La logistique est également un paramètre important. La plupart des équipes logent dans des maisons ou dans des hôtels à proximité immédiate du circuit : moins de temps de trajet, plus de repos. L’an dernier, quand Paul-Loup Chatin était encore chez Alpine, il disposait d’un logement à cinq minutes à trottinette. « On avait le meilleur set-up. » Cette année, il n’exclut pas de dormir directement sur place pour gagner encore quelques précieuses minutes. « Ce sera plus sonore, mais je serai dans de bonnes conditions. » Malgré la fatigue, le stress et les enjeux, le natif de l’Essonne assure que l’adrénaline joue un rôle important et permet de tenir, même quand le corps n’est pas totalement à 100%. « Ce qui est sûr, c’est que le soir de ma première édition j’étais très fatigué.
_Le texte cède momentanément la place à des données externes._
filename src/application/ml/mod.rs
pub mod ensemble;
pub mod network;
pub mod pattern_classifier;
pub mod predictor;
pub mod sequence_regressor;

pub use ensemble::{EnsembleRunner, EnsembleSeeds};
pub use pattern_classifier::PatternClassifier;
pub use predictor::SignalPredictor;
pub use sequence_regressor::SequenceRegressor;
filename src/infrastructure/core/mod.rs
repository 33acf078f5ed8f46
pub mod http_client_factory;

pub use http_client_factory::HttpClientFactory;
pub mod core;
pub mod csv_history;
pub mod mock;
pub mod twelve_data;

pub use csv_history::CsvHistoryProvider;
pub use mock::{MockMarketDataProvider, SyntheticPattern};
pub use twelve_data::TwelveDataProvider;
Le Mans est très dur nerveusement, mais physiquement ce n’est pas la course la plus dure. Si on est bien, l’adrénaline prendra toujours le dessus. Je peux avoir un petit pépin physique, l’adrénaline prendra le dessus. Pour le moment, je n’ai pas eu de coup de barre ou de sensation de baisse de performance.«
Interrogé en marge des 6 Heures de Spa sur le sujet, Paul-Loup Chatin indiquait qu’il allait entamer sa préparation en vue du double tour d’horloge aux environs du 15 mai. Son programme : s’entraîner un maximum jusqu’au 1er juin. « Arrivé à cette date, je veux être sûr d’avoir sept jours pour faire le plein d’énergie à tout niveau. » Le Tricolore essaye de passer le plus de temps en famille et suit une cure de myrtilles pendant trois semaines. « Ce que je veux, c’est arriver dans les meilleures conditions pour moi. Ce sont les conditions optimales pour Paul-Loup Chatin, peut-être pas pour les autres » Lors de la course, le pilote Genesis perd en moyenne 2,5 kilos, principalement de l’eau. Un poids qu’il ne tarde pas à récupérer en se faisant un petit plaisir le soir de l’arrivée. « J’ai l’habitude de faire un fast food et je récupère vite« , rigole-t-il.